Saved entries
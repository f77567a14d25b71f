use campus_core::Principal;
use campus_domain::{Action, EntityKind, SessionGet, SessionList, SessionQuery};

use crate::entity_interface::{
    Column, EntityInterface, EntitySchema, FilterField, QueryParameters, Reference, Unsupported,
};
use crate::query::{Condition, FilterValue};

use super::{owned_by, text};

/// Column holding the SHA-256 hash of the bearer token.
pub(crate) const SESSION_HASH_COLUMN: &str = "session_hash";

const SCHEMA: EntitySchema = EntitySchema {
    table: "sessions",
    columns: &[
        Column::id(),
        Column::text("user_id"),
        Column::text(SESSION_HASH_COLUMN).internal(),
        Column::text("ip_address"),
        Column::created_at(),
    ],
    unique: &[&[SESSION_HASH_COLUMN]],
};

/// Login sessions. Rows are written by the auth service only.
pub struct SessionInterface;

impl EntityInterface for SessionInterface {
    const KIND: EntityKind = EntityKind::Session;

    type Create = Unsupported;
    type Get = SessionGet;
    type List = SessionList;
    type Update = Unsupported;
    type Query = SessionQuery;

    fn schema() -> &'static EntitySchema {
        &SCHEMA
    }

    fn references() -> &'static [Reference] {
        &[Reference {
            column: "user_id",
            kind: EntityKind::User,
        }]
    }

    fn restricted_scope(principal: &Principal, action: Action) -> Option<Condition> {
        match action {
            Action::Get | Action::List | Action::Delete => Some(owned_by(principal, "user_id")),
            Action::Create | Action::Update => None,
        }
    }
}

impl QueryParameters for SessionQuery {
    fn filter_fields() -> &'static [FilterField] {
        const FIELDS: &[FilterField] = &[
            FilterField::text("id"),
            FilterField::text("user_id"),
            FilterField::text("ip_address"),
        ];
        FIELDS
    }

    fn filter_value(&self, field: &str) -> Option<FilterValue> {
        match field {
            "id" => text(&self.id),
            "user_id" => text(&self.user_id),
            "ip_address" => text(&self.ip_address),
            _ => None,
        }
    }
}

> [Task goal]
All of the data shown above should be printed exactly as given.

> [Completed exercise]
repository f77567a14d25b71f
use campus_core::Principal;
use campus_domain::{Action, EntityKind, SessionGet, SessionList, SessionQuery};

use crate::entity_interface::{
    Column, EntityInterface, EntitySchema, FilterField, QueryParameters, Reference, Unsupported,
};
use crate::query::{Condition, FilterValue};

use super::{owned_by, text};

/// Column holding the SHA-256 hash of the bearer token.
pub(crate) const SESSION_HASH_COLUMN: &str = "session_hash";

const SCHEMA: EntitySchema = EntitySchema {
    table: "sessions",
    columns: &[
        Column::id(),
        Column::text("user_id"),
        Column::text(SESSION_HASH_COLUMN).internal(),
        Column::text("ip_address"),
        Column::created_at(),
    ],
    unique: &[&[SESSION_HASH_COLUMN]],
};

/// Login sessions. Rows are written by the auth service only.
pub struct SessionInterface;

impl EntityInterface for SessionInterface {
    const KIND: EntityKind = EntityKind::Session;

    type Create = Unsupported;
    type Get = SessionGet;
    type List = SessionList;
    type Update = Unsupported;
    type Query = SessionQuery;

    fn schema() -> &'static EntitySchema {
        &SCHEMA
    }

    fn references() -> &'static [Reference] {
        &[Reference {
            column: "user_id",
            kind: EntityKind::User,
        }]
    }

    fn restricted_scope(principal: &Principal, action: Action) -> Option<Condition> {
        match action {
            Action::Get | Action::List | Action::Delete => Some(owned_by(principal, "user_id")),
            Action::Create | Action::Update => None,
        }
    }
}

impl QueryParameters for SessionQuery {
    fn filter_fields() -> &'static [FilterField] {
        const FIELDS: &[FilterField] = &[
            FilterField::text("id"),
            FilterField::text("user_id"),
            FilterField::text("ip_address"),
        ];
        FIELDS
    }

    fn filter_value(&self, field: &str) -> Option<FilterValue> {
        match field {
            "id" => text(&self.id),
            "user_id" => text(&self.user_id),
            "ip_address" => text(&self.ip_address),
            _ => None,
        }
    }
}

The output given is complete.